§ **Exercise description**: Go through the material below and copy each line where the word "could" appears.

§ **Information**:
==============================

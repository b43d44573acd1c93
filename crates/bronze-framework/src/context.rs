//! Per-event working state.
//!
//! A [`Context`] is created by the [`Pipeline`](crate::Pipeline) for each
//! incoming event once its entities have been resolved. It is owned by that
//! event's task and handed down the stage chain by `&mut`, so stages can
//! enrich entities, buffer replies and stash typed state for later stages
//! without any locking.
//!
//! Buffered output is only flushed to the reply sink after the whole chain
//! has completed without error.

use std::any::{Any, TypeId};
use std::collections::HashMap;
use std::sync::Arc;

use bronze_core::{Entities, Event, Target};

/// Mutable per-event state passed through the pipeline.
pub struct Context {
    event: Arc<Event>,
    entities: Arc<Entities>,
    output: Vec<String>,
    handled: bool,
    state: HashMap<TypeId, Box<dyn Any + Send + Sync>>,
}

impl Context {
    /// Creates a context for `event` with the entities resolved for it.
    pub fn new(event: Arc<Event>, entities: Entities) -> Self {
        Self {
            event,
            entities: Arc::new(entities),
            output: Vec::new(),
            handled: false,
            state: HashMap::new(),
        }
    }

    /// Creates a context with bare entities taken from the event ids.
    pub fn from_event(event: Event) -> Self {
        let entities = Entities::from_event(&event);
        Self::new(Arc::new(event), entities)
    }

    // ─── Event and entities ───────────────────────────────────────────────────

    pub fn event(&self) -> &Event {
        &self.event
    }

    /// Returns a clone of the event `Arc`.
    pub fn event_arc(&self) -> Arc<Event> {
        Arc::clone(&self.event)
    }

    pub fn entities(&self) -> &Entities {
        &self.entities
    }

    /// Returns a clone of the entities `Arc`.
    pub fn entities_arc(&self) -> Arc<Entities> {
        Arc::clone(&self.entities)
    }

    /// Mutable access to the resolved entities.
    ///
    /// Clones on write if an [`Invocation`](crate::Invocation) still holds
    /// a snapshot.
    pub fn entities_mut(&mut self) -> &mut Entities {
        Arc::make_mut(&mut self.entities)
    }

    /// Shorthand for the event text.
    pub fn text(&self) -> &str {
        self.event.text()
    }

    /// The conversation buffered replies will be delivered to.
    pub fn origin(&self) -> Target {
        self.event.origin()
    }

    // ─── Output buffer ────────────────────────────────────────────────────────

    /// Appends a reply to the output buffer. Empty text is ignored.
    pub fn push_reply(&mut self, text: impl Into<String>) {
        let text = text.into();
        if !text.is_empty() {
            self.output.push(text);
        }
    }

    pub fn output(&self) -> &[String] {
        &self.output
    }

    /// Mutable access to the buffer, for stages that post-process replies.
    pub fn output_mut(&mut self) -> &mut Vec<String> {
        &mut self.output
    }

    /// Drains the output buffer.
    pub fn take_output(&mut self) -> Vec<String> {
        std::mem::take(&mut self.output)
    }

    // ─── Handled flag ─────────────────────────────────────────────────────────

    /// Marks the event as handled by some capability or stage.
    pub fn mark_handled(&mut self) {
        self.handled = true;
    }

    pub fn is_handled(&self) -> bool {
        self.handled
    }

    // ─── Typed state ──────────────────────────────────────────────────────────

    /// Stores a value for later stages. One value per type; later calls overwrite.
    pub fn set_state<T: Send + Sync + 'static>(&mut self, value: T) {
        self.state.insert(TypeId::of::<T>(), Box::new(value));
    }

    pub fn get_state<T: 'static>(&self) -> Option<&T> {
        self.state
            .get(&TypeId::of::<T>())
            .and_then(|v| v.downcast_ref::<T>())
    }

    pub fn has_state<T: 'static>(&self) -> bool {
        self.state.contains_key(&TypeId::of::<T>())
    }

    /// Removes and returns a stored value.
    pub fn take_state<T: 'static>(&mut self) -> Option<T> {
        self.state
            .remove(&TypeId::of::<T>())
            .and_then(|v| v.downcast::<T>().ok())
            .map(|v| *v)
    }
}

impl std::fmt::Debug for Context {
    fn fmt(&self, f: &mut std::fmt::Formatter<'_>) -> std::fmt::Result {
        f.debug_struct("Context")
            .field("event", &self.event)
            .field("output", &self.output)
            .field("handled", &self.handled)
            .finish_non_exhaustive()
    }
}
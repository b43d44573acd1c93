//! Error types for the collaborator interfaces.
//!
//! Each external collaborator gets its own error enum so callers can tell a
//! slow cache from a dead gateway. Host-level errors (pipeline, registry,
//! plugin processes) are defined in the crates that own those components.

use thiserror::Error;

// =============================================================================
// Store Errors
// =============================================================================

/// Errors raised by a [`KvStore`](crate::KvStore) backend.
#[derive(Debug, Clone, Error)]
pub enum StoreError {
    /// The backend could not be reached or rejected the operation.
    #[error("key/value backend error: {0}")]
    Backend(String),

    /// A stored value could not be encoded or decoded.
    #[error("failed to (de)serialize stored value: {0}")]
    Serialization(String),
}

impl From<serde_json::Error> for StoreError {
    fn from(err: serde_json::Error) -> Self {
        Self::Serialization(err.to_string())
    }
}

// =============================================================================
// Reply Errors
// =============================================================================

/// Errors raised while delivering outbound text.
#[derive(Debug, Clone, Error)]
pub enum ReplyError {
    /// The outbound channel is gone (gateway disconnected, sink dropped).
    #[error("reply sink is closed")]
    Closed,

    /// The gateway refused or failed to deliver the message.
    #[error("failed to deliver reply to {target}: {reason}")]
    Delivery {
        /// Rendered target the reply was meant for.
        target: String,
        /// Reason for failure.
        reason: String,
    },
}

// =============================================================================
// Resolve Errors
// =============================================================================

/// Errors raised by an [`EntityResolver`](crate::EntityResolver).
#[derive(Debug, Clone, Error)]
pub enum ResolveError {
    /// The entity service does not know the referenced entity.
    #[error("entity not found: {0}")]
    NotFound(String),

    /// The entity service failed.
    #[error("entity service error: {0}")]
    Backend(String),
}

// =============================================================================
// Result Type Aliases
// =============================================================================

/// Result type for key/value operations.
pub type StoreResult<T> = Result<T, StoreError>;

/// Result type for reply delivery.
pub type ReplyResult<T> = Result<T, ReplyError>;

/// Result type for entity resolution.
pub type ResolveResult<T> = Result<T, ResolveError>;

==============================

§ **Answer area**:
    /// The backend could not be reached or rejected the operation.
    /// A stored value could not be encoded or decoded.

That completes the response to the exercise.